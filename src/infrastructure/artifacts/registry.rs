//! Shared handle to the current artifact set with atomic reload

use std::sync::{Arc, RwLock};

use tracing::info;

use super::loader::ArtifactLoader;
use crate::domain::{ArtifactSet, DomainError};

/// Publishes the current [`ArtifactSet`]
///
/// The lock only guards the `Arc` itself; callers take a snapshot and keep
/// using it even if a reload swaps in a new set meanwhile.
#[derive(Debug)]
pub struct ArtifactRegistry {
    current: RwLock<Arc<ArtifactSet>>,
    loader: Option<ArtifactLoader>,
}

impl ArtifactRegistry {
    pub fn new(loader: ArtifactLoader, initial: ArtifactSet) -> Self {
        Self {
            current: RwLock::new(Arc::new(initial)),
            loader: Some(loader),
        }
    }

    /// Fixed set with no backing directory; reload is rejected
    pub fn fixed(set: ArtifactSet) -> Self {
        Self {
            current: RwLock::new(Arc::new(set)),
            loader: None,
        }
    }

    /// Loads from disk synchronously
    pub fn load(loader: ArtifactLoader) -> Self {
        let initial = loader.load();
        Self::new(loader, initial)
    }

    pub fn current(&self) -> Arc<ArtifactSet> {
        match self.current.read() {
            Ok(guard) => Arc::clone(&guard),
            Err(poisoned) => Arc::clone(&poisoned.into_inner()),
        }
    }

    pub fn replace(&self, set: ArtifactSet) -> Arc<ArtifactSet> {
        let set = Arc::new(set);
        let mut guard = match self.current.write() {
            Ok(guard) => guard,
            Err(poisoned) => poisoned.into_inner(),
        };
        *guard = Arc::clone(&set);
        set
    }

    /// Re-reads every artifact off the async workers, then swaps
    pub async fn reload(&self) -> Result<Arc<ArtifactSet>, DomainError> {
        let loader = self
            .loader
            .clone()
            .ok_or_else(|| DomainError::configuration("artifact set has no models directory"))?;

        let set = tokio::task::spawn_blocking(move || loader.load())
            .await
            .map_err(|e| DomainError::internal(format!("artifact reload task failed: {}", e)))?;

        let set = self.replace(set);
        info!(
            operational = set.is_operational(),
            model = set.classifier_name().unwrap_or("none"),
            "Artifacts reloaded"
        );

        Ok(set)
    }
}

#[cfg(test)]
mod tests {
    use super::*;
    use crate::config::ModelsConfig;
    use crate::infrastructure::artifacts::loader::fixtures::*;

    #[test]
    fn test_snapshot_survives_replace() {
        let registry = ArtifactRegistry::fixed(ArtifactSet::empty());
        let before = registry.current();

        let dir = ModelsDir::complete("swap");
        let loader = ArtifactLoader::new(ModelsConfig::default().with_dir(dir.path()));
        registry.replace(loader.load());

        assert!(!before.is_operational());
        assert!(registry.current().is_operational());
    }

    #[tokio::test]
    async fn test_reload_picks_up_new_files() {
        let dir = ModelsDir::new("reload");
        let loader = ArtifactLoader::new(ModelsConfig::default().with_dir(dir.path()));
        let registry = ArtifactRegistry::load(loader);
        assert!(!registry.current().is_operational());

        let dir = dir
            .with("tfidf_vectorizer.json", VECTORIZER)
            .with("classifier.json", CLASSIFIER);
        let reloaded = registry.reload().await.unwrap();

        assert!(reloaded.is_operational());
        assert!(registry.current().is_operational());
        drop(dir);
    }

    #[tokio::test]
    async fn test_reload_without_loader_is_rejected() {
        let registry = ArtifactRegistry::fixed(ArtifactSet::empty());

        assert!(matches!(
            registry.reload().await,
            Err(DomainError::Configuration { .. })
        ));
    }
}
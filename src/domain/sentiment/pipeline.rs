//! Text → features → classes → labels → batch summary

use std::sync::Arc;

use tracing::debug;

use super::aggregator::BatchAggregator;
use super::artifact::ArtifactSet;
use super::classifier::ClassifierAdapter;
use super::label::LabelResolver;
use super::prediction::{BatchResult, PredictionItem};
use crate::domain::DomainError;

/// Sentiment classification over one artifact set snapshot
#[derive(Debug, Clone)]
pub struct SentimentPipeline {
    artifacts: Arc<ArtifactSet>,
}

impl SentimentPipeline {
    pub fn new(artifacts: Arc<ArtifactSet>) -> Self {
        Self { artifacts }
    }

    /// Classify a batch of comments and summarize the result
    ///
    /// Fails once for the whole batch when the vectorizer or classifier is
    /// not loaded; label decoding problems only affect the item concerned.
    pub fn analyze(&self, comments: &[String]) -> Result<BatchResult, DomainError> {
        let (Some(vectorizer), Some(classifier)) =
            (self.artifacts.vectorizer(), self.artifacts.classifier())
        else {
            return Err(DomainError::models_not_loaded());
        };

        if comments.is_empty() {
            return Ok(BatchResult::empty());
        }

        let features = vectorizer.transform(comments)?;

        if features.n_rows() != comments.len() {
            return Err(DomainError::inference(format!(
                "vectorizer returned {} rows for {} texts",
                features.n_rows(),
                comments.len()
            )));
        }

        let prediction = ClassifierAdapter::new(classifier).predict(&features)?;
        let resolver = LabelResolver::new(self.artifacts.label_decoder());

        let items: Vec<PredictionItem> = comments
            .iter()
            .zip(&prediction.labels)
            .enumerate()
            .map(|(row, (comment, label))| {
                PredictionItem::new(
                    comment.clone(),
                    resolver.resolve(label),
                    prediction.confidence(row),
                )
            })
            .collect();

        debug!(
            count = items.len(),
            model = %classifier.name(),
            probabilities = prediction.has_probabilities(),
            "Batch classified"
        );

        Ok(BatchAggregator::aggregate(items, Some(classifier.name())))
    }
}
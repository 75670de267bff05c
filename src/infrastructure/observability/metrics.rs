//! Prometheus metrics infrastructure

use std::sync::Arc;
use std::time::Duration;

use axum::{extract::State, response::IntoResponse, routing::get, Router};
use metrics::{counter, gauge, histogram};
use metrics_exporter_prometheus::{PrometheusBuilder, PrometheusHandle};

use crate::config::MetricsConfig;

/// Prometheus metrics handle for serving metrics endpoint
#[derive(Clone)]
pub struct PrometheusMetrics {
    handle: Arc<PrometheusHandle>,
}

impl PrometheusMetrics {
    /// Get the metrics as a string for the /metrics endpoint
    pub fn render(&self) -> String {
        self.handle.render()
    }
}

/// Initialize Prometheus metrics
pub fn init_metrics(config: &MetricsConfig) -> Option<PrometheusMetrics> {
    if !config.enabled {
        tracing::info!("Prometheus metrics disabled");
        return None;
    }

    match PrometheusBuilder::new().install_recorder() {
        Ok(handle) => {
            gauge!("video_sentiment_info", "version" => env!("CARGO_PKG_VERSION")).set(1.0);

            tracing::info!(path = %config.path, "Prometheus metrics initialized");

            Some(PrometheusMetrics {
                handle: Arc::new(handle),
            })
        }
        Err(e) => {
            tracing::error!(error = %e, "Failed to initialize Prometheus metrics");
            None
        }
    }
}

/// Create the metrics router
pub fn create_metrics_router(metrics: PrometheusMetrics, path: &str) -> Router {
    Router::new()
        .route(path, get(metrics_handler))
        .with_state(metrics)
}

async fn metrics_handler(State(metrics): State<PrometheusMetrics>) -> impl IntoResponse {
    metrics.render()
}

/// Record an HTTP request metric
pub fn record_http_request(method: &str, path: &str, status: u16, duration: Duration) {
    let labels = [
        ("method", method.to_string()),
        ("path", path.to_string()),
        ("status", status.to_string()),
    ];

    counter!("http_requests_total", &labels).increment(1);
    histogram!("http_request_duration_seconds", &labels).record(duration.as_secs_f64());

    if status >= 500 {
        counter!("http_server_errors_total", &labels).increment(1);
    }
}

/// Record one pipeline invocation
pub fn record_sentiment_batch(model: &str, items: usize, duration: Duration, success: bool) {
    let labels = [
        ("model", model.to_string()),
        ("status", status_label(success).to_string()),
    ];

    counter!("sentiment_batches_total", &labels).increment(1);
    counter!("sentiment_items_total", &labels).increment(items as u64);
    histogram!("sentiment_batch_duration_seconds", &labels).record(duration.as_secs_f64());
}

/// Record one video metadata extraction
pub fn record_video_extraction(extractor: &str, success: bool) {
    counter!(
        "video_extractions_total",
        "extractor" => extractor.to_string(),
        "status" => status_label(success)
    )
    .increment(1);
}

fn status_label(success: bool) -> &'static str {
    if success { "success" } else { "error" }
}
//! Serve command - runs the HTTP API server

use std::net::SocketAddr;

use axum::Router;
use tokio::net::TcpListener;
use tokio::signal;
use tracing::info;

use crate::api::create_router;
use crate::api::state::AppState;
use crate::config::AppConfig;
use crate::infrastructure::logging::init_logging;
use crate::infrastructure::observability::{create_metrics_router, init_metrics, PrometheusMetrics};

/// Run the API server until Ctrl+C or SIGTERM
pub async fn run() -> anyhow::Result<()> {
    dotenvy::dotenv().ok();

    let config = AppConfig::load().unwrap_or_default();
    init_logging(&config.logging);

    let state = crate::create_app_state_with_config(&config).await?;
    let metrics = init_metrics(&config.metrics);
    let app = build_app(state, &config, metrics);

    let addr = build_socket_addr(&config)?;
    info!(%addr, "Starting API server");

    let listener = TcpListener::bind(addr).await?;

    axum::serve(listener, app)
        .with_graceful_shutdown(shutdown_signal())
        .await?;

    info!("API server shutdown complete");

    Ok(())
}

async fn shutdown_signal() {
    let ctrl_c = async {
        if let Err(e) = signal::ctrl_c().await {
            tracing::error!(error = %e, "Failed to listen for Ctrl+C");
            std::future::pending::<()>().await;
        }
    };

    #[cfg(unix)]
    let terminate = async {
        match signal::unix::signal(signal::unix::SignalKind::terminate()) {
            Ok(mut stream) => {
                stream.recv().await;
            }
            Err(e) => {
                tracing::error!(error = %e, "Failed to install SIGTERM handler");
                std::future::pending::<()>().await;
            }
        }
    };

    #[cfg(not(unix))]
    let terminate = std::future::pending::<()>();

    tokio::select! {
        _ = ctrl_c => {
            info!("Received Ctrl+C, initiating graceful shutdown");
        }
        _ = terminate => {
            info!("Received SIGTERM, initiating graceful shutdown");
        }
    }
}

fn build_socket_addr(config: &AppConfig) -> anyhow::Result<SocketAddr> {
    Ok(SocketAddr::from((
        config.server.host.parse::<std::net::IpAddr>()?,
        config.server.port,
    )))
}

fn build_app(state: AppState, config: &AppConfig, metrics: Option<PrometheusMetrics>) -> Router {
    let router = create_router(state, &config.cors);

    match metrics {
        Some(m) => router.merge(create_metrics_router(m, &config.metrics.path)),
        None => router,
    }
}

#[cfg(test)]
mod tests {
    use super::*;

    #[test]
    fn test_build_socket_addr() {
        let addr = build_socket_addr(&AppConfig::default()).unwrap();

        assert_eq!(addr.to_string(), "0.0.0.0:8000");
    }

    #[test]
    fn test_invalid_host_is_error() {
        let mut config = AppConfig::default();
        config.server.host = "not-an-ip".to_string();

        assert!(build_socket_addr(&config).is_err());
    }
}
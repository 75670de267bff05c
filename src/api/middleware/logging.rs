//! Request/response logging middleware

use std::time::Instant;

use axum::{
    body::Body,
    extract::MatchedPath,
    http::{HeaderMap, Request},
    middleware::Next,
    response::Response,
};
use tracing::{info, warn};

pub const REQUEST_ID_HEADER: &str = "x-request-id";

/// Logs one line per request and one per response.
/// Does not open its own span; `TraceLayer` already does.
pub async fn logging_middleware(request: Request<Body>, next: Next) -> Response {
    let start = Instant::now();
    let method = request.method().clone();
    let path = extract_path(&request);
    let request_id = request_id(request.headers());
    let user_agent = request
        .headers()
        .get("user-agent")
        .and_then(|v| v.to_str().ok())
        .unwrap_or("-")
        .to_string();

    info!(
        method = %method,
        path = %path,
        request_id = %request_id,
        user_agent = %user_agent,
        "Incoming request"
    );

    let response = next.run(request).await;

    let duration = start.elapsed();
    let status = response.status();

    if status.is_server_error() {
        warn!(
            method = %method,
            path = %path,
            status = status.as_u16(),
            duration_ms = duration.as_millis() as u64,
            request_id = %request_id,
            "Request failed"
        );
    } else {
        info!(
            method = %method,
            path = %path,
            status = status.as_u16(),
            duration_ms = duration.as_millis() as u64,
            request_id = %request_id,
            "Request completed"
        );
    }

    response
}

/// Matched route pattern, falling back to the raw path
pub fn extract_path(request: &Request<Body>) -> String {
    request
        .extensions()
        .get::<MatchedPath>()
        .map(|mp| mp.as_str().to_string())
        .unwrap_or_else(|| request.uri().path().to_string())
}

fn request_id(headers: &HeaderMap) -> String {
    headers
        .get(REQUEST_ID_HEADER)
        .and_then(|v| v.to_str().ok())
        .map(|s| s.to_string())
        .unwrap_or_else(|| "-".to_string())
}
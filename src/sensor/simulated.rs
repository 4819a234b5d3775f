//! Simulated step counter.
//!
//! Behaves like a hardware step counter with a batching FIFO: the count is
//! absolute since "boot", samples are buffered up to the maximum report
//! latency, the oldest samples are lost when the FIFO overflows, and a
//! registration starts with a zero activation event.

use crate::sensor::types::{SensorDelay, StepSample};
use crate::sensor::{SampleSink, StepSensor};
use serde::{Deserialize, Serialize};
use std::collections::VecDeque;
use std::sync::atomic::{AtomicBool, Ordering};
use std::sync::{Arc, Mutex, MutexGuard};
use std::thread::{self, JoinHandle};
use std::time::{Duration, Instant};

const WALKER_TICK: Duration = Duration::from_millis(100);

/// Parameters of the simulated hardware.
#[derive(Debug, Clone, PartialEq, Serialize, Deserialize)]
pub struct SimulationConfig {
    /// Steps per second produced by the background walker
    pub cadence_steps_per_sec: f64,
    /// Hardware FIFO size in events (0 disables batching)
    pub fifo_capacity: i32,
    /// Absolute step count already on the counter at startup
    pub boot_steps: i32,
}

impl Default for SimulationConfig {
    fn default() -> Self {
        Self {
            cadence_steps_per_sec: 1.8,
            fifo_capacity: 600,
            boot_steps: 4_000,
        }
    }
}

struct SimState {
    boot: Instant,
    total_steps: i32,
    capacity: usize,
    fifo: VecDeque<StepSample>,
    oldest_buffered: Option<Instant>,
    sink: Option<SampleSink>,
    max_report_latency: Duration,
    dropped: u64,
}

impl SimState {
    fn now_ns(&self) -> i64 {
        (self.boot.elapsed().as_nanos() as i64).max(1)
    }

    fn enqueue(&mut self, sample: StepSample) {
        if self.sink.is_none() {
            return;
        }

        self.fifo.push_back(sample);
        if self.oldest_buffered.is_none() {
            self.oldest_buffered = Some(Instant::now());
        }

        while self.fifo.len() > self.capacity.max(1) {
            self.fifo.pop_front();
            self.dropped += 1;
        }
    }

    fn batch_due(&self) -> bool {
        if self.capacity == 0 || self.max_report_latency.is_zero() {
            return true;
        }
        self.oldest_buffered
            .map(|t| t.elapsed() >= self.max_report_latency)
            .unwrap_or(false)
    }

    /// Hand everything buffered to the sink.
    ///
    /// Runs with the state locked so deliveries stay ordered and nothing
    /// is delivered once `unregister` has returned.
    fn drain(&mut self) {
        self.oldest_buffered = None;
        let samples: Vec<StepSample> = self.fifo.drain(..).collect();
        if let Some(sink) = self.sink.as_ref() {
            for sample in samples {
                sink(sample);
            }
        }
    }
}

/// Cloneable control surface for a [`SimulatedStepSensor`].
///
/// The sensor itself is usually moved into a counter; the handle keeps
/// driving it from the outside.
#[derive(Clone)]
pub struct SimulationHandle {
    state: Arc<Mutex<SimState>>,
}

impl SimulationHandle {
    fn lock(&self) -> MutexGuard<'_, SimState> {
        self.state.lock().unwrap_or_else(|e| e.into_inner())
    }

    /// Take `steps` steps now.
    pub fn walk(&self, steps: i32) {
        let mut state = self.lock();
        state.total_steps += steps;
        let sample = StepSample::new(state.now_ns(), state.total_steps);
        state.enqueue(sample);
        if state.batch_due() {
            state.drain();
        }
    }

    /// Inject an exact raw reading into the FIFO.
    pub fn record(&self, sample: StepSample) {
        let mut state = self.lock();
        if !sample.is_spurious() {
            state.total_steps = sample.steps;
        }
        state.enqueue(sample);
        if state.batch_due() {
            state.drain();
        }
    }

    /// Deliver the batch if it has been held for the maximum report latency.
    pub fn deliver_due(&self) {
        let mut state = self.lock();
        if !state.fifo.is_empty() && state.batch_due() {
            state.drain();
        }
    }

    /// Number of samples waiting in the FIFO.
    pub fn buffered(&self) -> usize {
        self.lock().fifo.len()
    }

    /// Number of samples lost to FIFO overflow.
    pub fn dropped(&self) -> u64 {
        self.lock().dropped
    }

    /// Absolute step count since boot.
    pub fn total_steps(&self) -> i32 {
        self.lock().total_steps
    }

    pub fn is_registered(&self) -> bool {
        self.lock().sink.is_some()
    }
}

/// A software step counter implementing [`StepSensor`].
pub struct SimulatedStepSensor {
    config: SimulationConfig,
    handle: SimulationHandle,
    available: bool,
    accepts_registration: bool,
    running: Arc<AtomicBool>,
    thread_handle: Option<JoinHandle<()>>,
}

impl SimulatedStepSensor {
    pub fn new(config: SimulationConfig) -> Self {
        let state = SimState {
            boot: Instant::now(),
            total_steps: config.boot_steps,
            capacity: config.fifo_capacity.max(0) as usize,
            fifo: VecDeque::new(),
            oldest_buffered: None,
            sink: None,
            max_report_latency: Duration::ZERO,
            dropped: 0,
        };

        Self {
            config,
            handle: SimulationHandle {
                state: Arc::new(Mutex::new(state)),
            },
            available: true,
            accepts_registration: true,
            running: Arc::new(AtomicBool::new(false)),
            thread_handle: None,
        }
    }

    /// Pretend the platform has no step counter.
    pub fn unavailable(mut self) -> Self {
        self.available = false;
        self
    }

    /// Pretend the hardware refuses every listener registration.
    pub fn rejecting_registration(mut self) -> Self {
        self.accepts_registration = false;
        self
    }

    pub fn handle(&self) -> SimulationHandle {
        self.handle.clone()
    }

    pub fn config(&self) -> &SimulationConfig {
        &self.config
    }

    /// Start a background thread that walks at the configured cadence.
    pub fn spawn_walker(&mut self) {
        if self.running.swap(true, Ordering::SeqCst) {
            return;
        }

        let handle = self.handle.clone();
        let running = self.running.clone();
        let steps_per_tick = self.config.cadence_steps_per_sec * WALKER_TICK.as_secs_f64();

        let join = thread::spawn(move || {
            let mut carry = 0.0_f64;
            while running.load(Ordering::SeqCst) {
                thread::sleep(WALKER_TICK);

                carry += steps_per_tick;
                let whole = carry.floor();
                if whole >= 1.0 {
                    handle.walk(whole as i32);
                    carry -= whole;
                }
                handle.deliver_due();
            }
        });

        self.thread_handle = Some(join);
    }

    /// Stop the background walker, if any.
    pub fn stop_walker(&mut self) {
        self.running.store(false, Ordering::SeqCst);
        if let Some(join) = self.thread_handle.take() {
            let _ = join.join();
        }
    }
}

impl StepSensor for SimulatedStepSensor {
    fn is_available(&self) -> bool {
        self.available
    }

    fn fifo_max_event_count(&self) -> i32 {
        self.config.fifo_capacity
    }

    fn register(
        &mut self,
        _delay: SensorDelay,
        max_report_latency: Duration,
        sink: SampleSink,
    ) -> bool {
        if !self.available || !self.accepts_registration {
            return false;
        }

        let mut state = self.handle.lock();
        state.sink = Some(sink);
        state.max_report_latency = max_report_latency;
        state.fifo.clear();
        state.oldest_buffered = None;

        // activation event
        if let Some(sink) = state.sink.as_ref() {
            sink(StepSample::ZERO);
        }
        true
    }

    fn flush(&mut self) -> bool {
        let mut state = self.handle.lock();
        if state.sink.is_none() {
            return false;
        }
        state.drain();
        true
    }

    fn unregister(&mut self) {
        let mut state = self.handle.lock();
        state.sink = None;
        state.fifo.clear();
        state.oldest_buffered = None;
    }
}

impl Drop for SimulatedStepSensor {
    fn drop(&mut self) {
        self.stop_walker();
    }
}
//! Durable storage for the relative step offset.
//!
//! The counter restarts from zero whenever the process does. The last
//! reported value is saved here and handed back as the next session's offset.

pub mod file;

use crate::sensor::types::StepSample;
use std::sync::Mutex;

pub use file::{FileOffsetStore, PersistedOffset, OFFSET_NAMESPACE};

/// Key/value persistence for the step offset.
///
/// Writers are expected to be serialized by the caller.
pub trait OffsetStore: Send {
    /// The persisted offset, or `(0, 0)` if nothing was saved yet.
    fn load(&self) -> Result<StepSample, StoreError>;

    /// Replace the persisted offset.
    fn save(&self, offset: StepSample) -> Result<(), StoreError>;
}

/// Errors from an [`OffsetStore`].
#[derive(Debug, thiserror::Error)]
pub enum StoreError {
    #[error("IO error: {0}")]
    Io(#[from] std::io::Error),

    #[error("Parse error: {0}")]
    Parse(String),

    #[error("Serialize error: {0}")]
    Serialize(String),
}

/// In-process store, handy for tests and hosts without persistence.
#[derive(Debug, Default)]
pub struct MemoryOffsetStore {
    value: Mutex<Option<StepSample>>,
}

impl MemoryOffsetStore {
    pub fn new() -> Self {
        Self::default()
    }

    pub fn with_offset(offset: StepSample) -> Self {
        Self {
            value: Mutex::new(Some(offset)),
        }
    }
}

impl OffsetStore for MemoryOffsetStore {
    fn load(&self) -> Result<StepSample, StoreError> {
        Ok(self
            .value
            .lock()
            .unwrap_or_else(|e| e.into_inner())
            .unwrap_or_default())
    }

    fn save(&self, offset: StepSample) -> Result<(), StoreError> {
        *self.value.lock().unwrap_or_else(|e| e.into_inner()) = Some(offset);
        Ok(())
    }
}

The problem:
Every line from the line containing "is delivered once" through the line containing "sink(sample);" in the records above must be retyped exactly. Leave out the rest.

Result:
    /// is delivered once `unregister` has returned.
    fn drain(&mut self) {
        self.oldest_buffered = None;
        let samples: Vec<StepSample> = self.fifo.drain(..).collect();
        if let Some(sink) = self.sink.as_ref() {
            for sample in samples {
                sink(sample);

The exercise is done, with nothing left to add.